Hacker News new | ask | show | jobs
by dhfhduk 3290 days ago
I agree with you, although also agree with another poster that net neutrality is still important, mostly because of interoperability reasons.

However, you're also bringing up an issue that seems really neglected in public discussion, which is the role of municipal infrastructure and policy.

To me there's three things:

1. The importance of net neutrality to the working of the internet, at a theoretical level.

2. The lack of competition.

3. The obligation of companies to the public because of advantages they've been granted.

These discussions always proceed like big ISPs own the land that cables are going over, etc. when that's anything but the case. There's things like the telephones you mention, plus right-of-way laws.

Why the EFF doesn't publish a huge map showing land used by ISPs that's not owned by them I don't understand.

It outrages me to see these ISPs being given right of way, and then having them turn around and act like they don't owe anything to the public, when in fact they wouldn't exist without the public bending over backward to give them all sorts of privileges. They're acting like parasites.

To me I might take arguments against net neutrality more seriously if those arguing against net neutrality would:

1. Lobby for the rights of municipalities and other institutions to set up their own ISPs and networks. No laws against public ISPs.

2. Lobby for ISPs to be held responsible for any and all criminally or civilly infringing content going over their networks. Want to preferentially treat packets? Then you should scan for child porn too. If not, you're implicitly supporting it.

3. Lobby for the elimination of right-of-way. Let municipalities, state and federal governments, and private landholders charge ISPs whatever they want for access over their land.

Of course, ISPs would scream bloody murder and argue such things are ridiculous, but I would argue that they're not at all unreasonable given what the government is asking for in terms of net neutrality. They want to have their cake and eat it too.

1 comments

> Why the EFF doesn't publish a huge map showing land used by ISPs that's not owned by them I don't understand.

Likely because it wouldn't show anything interesting. State and local governments may only "manage the public rights-of-way or to require fair and reasonable compensation from telecommunications providers, on a competitively neutral and nondiscriminatory basis, for use of public rights-of-way on a nondiscriminatory basis, if the compensation required is publicly disclosed by such government." https://www.law.cornell.edu/uscode/text/47/253. In practice, rights of way are poles and conduits, which are rented to all companies at published, non-discriminatory rates: https://www.law.cornell.edu/uscode/text/47/224. The idea that companies are sitting on all these free rights of way they don't own is largely false.
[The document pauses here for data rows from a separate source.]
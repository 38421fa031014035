//! Shared WebDAV plumbing: an HTTP client that speaks PROPFIND/REPORT and a
//! namespace-agnostic multistatus parser.
//!
//! DAV servers answer with deeply nested, prefix-varying XML; the parser
//! keys on local element names only, which works for DAV:, carddav and
//! caldav alike.

use std::time::Duration;

use quick_xml::events::Event;
use quick_xml::Reader;
use tracing::debug;

use crate::error::{Result, SyncError};

pub const AUTH_TIMEOUT: Duration = Duration::from_secs(30);
pub const REPORT_TIMEOUT: Duration = Duration::from_secs(60);
pub const ITEM_TIMEOUT: Duration = Duration::from_secs(15);

pub struct DavClient {
    client: reqwest::Client,
    username: String,
    password: String,
}

impl DavClient {
    pub fn new(username: impl Into<String>, password: impl Into<String>) -> Self {
        Self {
            client: reqwest::Client::new(),
            username: username.into(),
            password: password.into(),
        }
    }

    /// One DAV request with Basic auth. Returns status and body text.
    pub async fn request(
        &self,
        method: &str,
        url: &str,
        depth: Option<&str>,
        body: Option<String>,
        content_type: &str,
        timeout: Duration,
    ) -> Result<(u16, String)> {
        let method = reqwest::Method::from_bytes(method.as_bytes())
            .map_err(|_| SyncError::Xml(format!("bad method: {method}")))?;

        let mut builder = self
            .client
            .request(method.clone(), url)
            .basic_auth(&self.username, Some(&self.password))
            .header("User-Agent", "DAVx5/4.3.1-ose")
            .header("Accept", "*/*")
            .timeout(timeout);

        if let Some(depth) = depth {
            builder = builder.header("Depth", depth);
        }
        if let Some(body) = body {
            builder = builder
                .header("Content-Type", content_type)
                .body(body);
        }

        let response = builder.send().await?;
        let status = response.status().as_u16();
        let text = response.text().await.unwrap_or_default();
        debug!(%method, url, status, "DAV request");
        Ok((status, text))
    }
}

/// One `<response>` element of a multistatus body, flattened to the
/// properties the adapters consume.
#[derive(Debug, Clone, Default)]
pub struct DavEntry {
    pub href: Option<String>,
    pub status: Option<String>,
    pub etag: Option<String>,
    pub address_data: Option<String>,
    pub calendar_data: Option<String>,
    pub displayname: Option<String>,
    pub color: Option<String>,
    pub ctag: Option<String>,
    /// href inside `current-user-principal`.
    pub principal: Option<String>,
    /// href inside `addressbook-home-set` / `calendar-home-set`.
    pub home_set: Option<String>,
    pub is_addressbook: bool,
    pub is_calendar: bool,
}

impl DavEntry {
    pub fn is_deleted(&self) -> bool {
        self.status.as_deref().is_some_and(|s| s.contains("404"))
    }
}

#[derive(Debug, Clone, Default)]
pub struct Multistatus {
    pub entries: Vec<DavEntry>,
    pub sync_token: Option<String>,
}

pub fn parse_multistatus(xml: &str) -> Result<Multistatus> {
    let mut reader = Reader::from_str(xml);
    reader.config_mut().trim_text(true);

    let mut result = Multistatus::default();
    let mut current: Option<DavEntry> = None;
    let mut stack: Vec<String> = Vec::new();

    loop {
        match reader.read_event() {
            Ok(Event::Start(ref e)) => {
                let name = local_name(e.local_name().as_ref());
                if name == "response" {
                    current = Some(DavEntry::default());
                }
                stack.push(name);
            }
            Ok(Event::Empty(ref e)) => {
                let name = local_name(e.local_name().as_ref());
                if let Some(ref mut entry) = current {
                    if stack.last().map(String::as_str) == Some("resourcetype") {
                        match name.as_str() {
                            "addressbook" => entry.is_addressbook = true,
                            "calendar" => entry.is_calendar = true,
                            _ => {}
                        }
                    }
                }
            }
            Ok(Event::End(ref e)) => {
                if local_name(e.local_name().as_ref()) == "response" {
                    if let Some(entry) = current.take() {
                        result.entries.push(entry);
                    }
                }
                stack.pop();
            }
            Ok(Event::Text(ref t)) => {
                let text = t
                    .unescape()
                    .map_err(|e| SyncError::Xml(e.to_string()))?
                    .into_owned();
                assign_text(&stack, &text, &mut current, &mut result);
            }
            Ok(Event::CData(ref t)) => {
                let bytes: &[u8] = t;
                let text = String::from_utf8_lossy(bytes).into_owned();
                assign_text(&stack, &text, &mut current, &mut result);
            }
            Ok(Event::Eof) => break,
            Err(e) => return Err(SyncError::Xml(e.to_string())),
            _ => {}
        }
    }

    Ok(result)
}

fn assign_text(
    stack: &[String],
    text: &str,
    current: &mut Option<DavEntry>,
    result: &mut Multistatus,
) {
    let Some(innermost) = stack.last().map(String::as_str) else {
        return;
    };
    let inside = |name: &str| stack.iter().any(|s| s == name);

    match innermost {
        "sync-token" => result.sync_token = Some(text.to_string()),
        "href" => {
            if let Some(entry) = current.as_mut() {
                if inside("current-user-principal") {
                    entry.principal = Some(text.to_string());
                } else if inside("addressbook-home-set") || inside("calendar-home-set") {
                    entry.home_set = Some(text.to_string());
                } else if entry.href.is_none() {
                    entry.href = Some(text.to_string());
                }
            }
        }
        "getetag" => {
            if let Some(entry) = current.as_mut() {
                entry.etag = Some(text.trim_matches('"').to_string());
            }
        }
        "address-data" => {
            if let Some(entry) = current.as_mut() {
                entry.address_data = Some(text.to_string());
            }
        }
        "calendar-data" => {
            if let Some(entry) = current.as_mut() {
                entry.calendar_data = Some(text.to_string());
            }
        }
        "displayname" => {
            if let Some(entry) = current.as_mut() {
                entry.displayname = Some(text.to_string());
            }
        }
        "calendar-color" => {
            if let Some(entry) = current.as_mut() {
                entry.color = Some(text.to_string());
            }
        }
        "getctag" => {
            if let Some(entry) = current.as_mut() {
                entry.ctag = Some(text.to_string());
            }
        }
        "status" => {
            if let Some(entry) = current.as_mut() {
                entry.status = Some(text.to_string());
            }
        }
        _ => {}
    }
}

fn local_name(raw: &[u8]) -> String {
    String::from_utf8_lossy(raw).into_owned()
}

/// The UID of a DAV resource from its href, e.g.
/// `/addressbooks/u/contacts/abc-1.vcf` → `abc-1`.
pub fn uid_from_href(href: &str, suffix: &str) -> String {
    href.trim_end_matches('/')
        .rsplit('/')
        .next()
        .unwrap_or(href)
        .trim_end_matches(suffix)
        .to_string()
}

/// Absolutise a DAV href against the service base.
pub fn absolutize(base: &str, href: &str) -> String {
    if href.starts_with("http") {
        href.to_string()
    } else {
        format!("{}{}", base.trim_end_matches('/'), href)
    }
}

// Request body templates.

pub const PROPFIND_PRINCIPAL: &str = r#"<?xml version="1.0" encoding="UTF-8"?>
<d:propfind xmlns:d="DAV:">
  <d:prop>
    <d:current-user-principal/>
  </d:prop>
</d:propfind>"#;

pub const PROPFIND_ADDRESSBOOK_HOME: &str = r#"<?xml version="1.0" encoding="UTF-8"?>
<d:propfind xmlns:d="DAV:" xmlns:card="urn:ietf:params:xml:ns:carddav">
  <d:prop>
    <card:addressbook-home-set/>
  </d:prop>
</d:propfind>"#;

pub const PROPFIND_CALENDAR_HOME: &str = r#"<?xml version="1.0" encoding="UTF-8"?>
<d:propfind xmlns:d="DAV:" xmlns:cal="urn:ietf:params:xml:ns:caldav">
  <d:prop>
    <cal:calendar-home-set/>
  </d:prop>
</d:propfind>"#;

pub const PROPFIND_RESOURCETYPE: &str = r#"<?xml version="1.0" encoding="UTF-8"?>
<d:propfind xmlns:d="DAV:">
  <d:prop>
    <d:resourcetype/>
    <d:displayname/>
  </d:prop>
</d:propfind>"#;

pub const PROPFIND_CALENDARS: &str = r#"<?xml version="1.0" encoding="UTF-8"?>
<d:propfind xmlns:d="DAV:" xmlns:cal="urn:ietf:params:xml:ns:caldav" xmlns:cs="http://calendarserver.org/ns/" xmlns:apple="http://apple.com/ns/ical/">
  <d:prop>
    <d:resourcetype/>
    <d:displayname/>
    <apple:calendar-color/>
    <cs:getctag/>
  </d:prop>
</d:propfind>"#;

pub const PROPFIND_SYNC_TOKEN: &str = r#"<?xml version="1.0" encoding="UTF-8"?>
<d:propfind xmlns:d="DAV:">
  <d:prop>
    <d:sync-token/>
  </d:prop>
</d:propfind>"#;

pub const REPORT_ADDRESSBOOK_QUERY: &str = r#"<?xml version="1.0" encoding="UTF-8"?>
<card:addressbook-query xmlns:d="DAV:" xmlns:card="urn:ietf:params:xml:ns:carddav">
  <d:prop>
    <d:getetag/>
    <card:address-data/>
  </d:prop>
</card:addressbook-query>"#;

pub fn report_sync_collection(sync_token: &str) -> String {
    format!(
        r#"<?xml version="1.0" encoding="UTF-8"?>
<d:sync-collection xmlns:d="DAV:" xmlns:card="urn:ietf:params:xml:ns:carddav">
  <d:sync-token>{sync_token}</d:sync-token>
  <d:sync-level>1</d:sync-level>
  <d:prop>
    <d:getetag/>
    <card:address-data/>
  </d:prop>
</d:sync-collection>"#
    )
}

pub fn report_calendar_query(start: Option<&str>, end: Option<&str>) -> String {
    let time_range = match (start, end) {
        (Some(start), Some(end)) => {
            format!(r#"<cal:time-range start="{start}T000000Z" end="{end}T235959Z"/>"#)
        }
        _ => String::new(),
    };
    format!(
        r#"<?xml version="1.0" encoding="UTF-8"?>
<cal:calendar-query xmlns:d="DAV:" xmlns:cal="urn:ietf:params:xml:ns:caldav">
  <d:prop>
    <d:getetag/>
    <cal:calendar-data/>
  </d:prop>
  <cal:filter>
    <cal:comp-filter name="VCALENDAR">
      <cal:comp-filter name="VEVENT">
        {time_range}
      </cal:comp-filter>
    </cal:comp-filter>
  </cal:filter>
</cal:calendar-query>"#
    )
}

#[cfg(test)]
mod tests {
    use super::*;

    #[test]
    fn parses_addressbook_query_response() {
        let xml = r#"<?xml version="1.0"?>
<d:multistatus xmlns:d="DAV:" xmlns:card="urn:ietf:params:xml:ns:carddav">
  <d:response>
    <d:href>/addressbooks/u/contacts/abc-1.vcf</d:href>
    <d:propstat>
      <d:prop>
        <d:getetag>"etag-1"</d:getetag>
        <card:address-data>BEGIN:VCARD
VERSION:3.0
N:Mustermann;Max;;;
UID:abc-1
END:VCARD</card:address-data>
      </d:prop>
      <d:status>HTTP/1.1 200 OK</d:status>
    </d:propstat>
  </d:response>
</d:multistatus>"#;

        let parsed = parse_multistatus(xml).unwrap();
        assert_eq!(parsed.entries.len(), 1);
        let entry = &parsed.entries[0];
        assert_eq!(entry.href.as_deref(), Some("/addressbooks/u/contacts/abc-1.vcf"));
        assert_eq!(entry.etag.as_deref(), Some("etag-1"));
        assert!(entry.address_data.as_deref().unwrap().contains("Mustermann"));
        assert!(!entry.is_deleted());
    }

    #[test]
    fn parses_sync_collection_with_deletion() {
        let xml = r#"<?xml version="1.0"?>
<d:multistatus xmlns:d="DAV:" xmlns:card="urn:ietf:params:xml:ns:carddav">
  <d:response>
    <d:href>/contacts/gone.vcf</d:href>
    <d:status>HTTP/1.1 404 Not Found</d:status>
  </d:response>
  <d:sync-token>http://sync/token/42</d:sync-token>
</d:multistatus>"#;

        let parsed = parse_multistatus(xml).unwrap();
        assert_eq!(parsed.sync_token.as_deref(), Some("http://sync/token/42"));
        assert!(parsed.entries[0].is_deleted());
        assert_eq!(uid_from_href(parsed.entries[0].href.as_deref().unwrap(), ".vcf"), "gone");
    }

    #[test]
    fn parses_principal_discovery() {
        let xml = r#"<?xml version="1.0"?>
<d:multistatus xmlns:d="DAV:">
  <d:response>
    <d:href>/</d:href>
    <d:propstat>
      <d:prop>
        <d:current-user-principal>
          <d:href>/principals/users/max/</d:href>
        </d:current-user-principal>
      </d:prop>
    </d:propstat>
  </d:response>
</d:multistatus>"#;

        let parsed = parse_multistatus(xml).unwrap();
        assert_eq!(
            parsed.entries[0].principal.as_deref(),
            Some("/principals/users/max/")
        );
        assert_eq!(parsed.entries[0].href.as_deref(), Some("/"));
    }

    #[test]
    fn parses_resourcetype_flags() {
        let xml = r#"<?xml version="1.0"?>
<d:multistatus xmlns:d="DAV:" xmlns:card="urn:ietf:params:xml:ns:carddav">
  <d:response>
    <d:href>/home/card/</d:href>
    <d:propstat>
      <d:prop>
        <d:resourcetype><d:collection/><card:addressbook/></d:resourcetype>
        <d:displayname>Contacts</d:displayname>
      </d:prop>
    </d:propstat>
  </d:response>
</d:multistatus>"#;

        let parsed = parse_multistatus(xml).unwrap();
        assert!(parsed.entries[0].is_addressbook);
        assert!(!parsed.entries[0].is_calendar);
        assert_eq!(parsed.entries[0].displayname.as_deref(), Some("Contacts"));
    }

    #[test]
    fn absolutize_handles_both_forms() {
        assert_eq!(
            absolutize("https://contacts.icloud.com", "/home/card/"),
            "https://contacts.icloud.com/home/card/"
        );
        assert_eq!(
            absolutize("https://contacts.icloud.com", "https://p42-contacts.icloud.com/x/"),
            "https://p42-contacts.icloud.com/x/"
        );
    }
}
Except that, as what happened in Nashville showed, the incumbents will take up all the available space on those poles, requiring any newcomers to wait for them to move their wires up or down a bit in order to make them ready for the newcomers to hang their wires. When these moves happen is apparently left entirely up to the incumbents discretion, as 18 months into Google Fiber attempting to deploy here about 33 poles had been touched. That's a brisk pace of two each month. So, with AT&T and Comcast left to themselves, some of Nashville will actually be ready for a new player at about the same time as we're ready to formally declare 32-bit time() functions unsafe to use.
Some sort of make-ready work is unavoidable when you have shared poles. But it's not left up to the incumbents' discretion. Under current rules, existing attachers have 60 days (105 days for orders involving large numbers of poles) to move their lines. The FCC is currently considering shortening those periods, or adopting a "one-touch make ready" process that would permit the new attacher to move other companies' lines.

I don't know what's causing the hold up in Nashville. The lawsuits don't stop Google from deploying, only from relying on the city's "one-touch make ready" ordinance which would allow bypassing the FCC process. But Google deployed in Kansas City, etc. without the expedited process, so that doesn't explain the delay. And Google Fiber's deployment in newer Fiber cities like Atlanta has been slow even though they face no litigation there. I suspect it all has to do with the fact that Google Fiber only has like 1,500 employees and recently cut 10% of its workforce.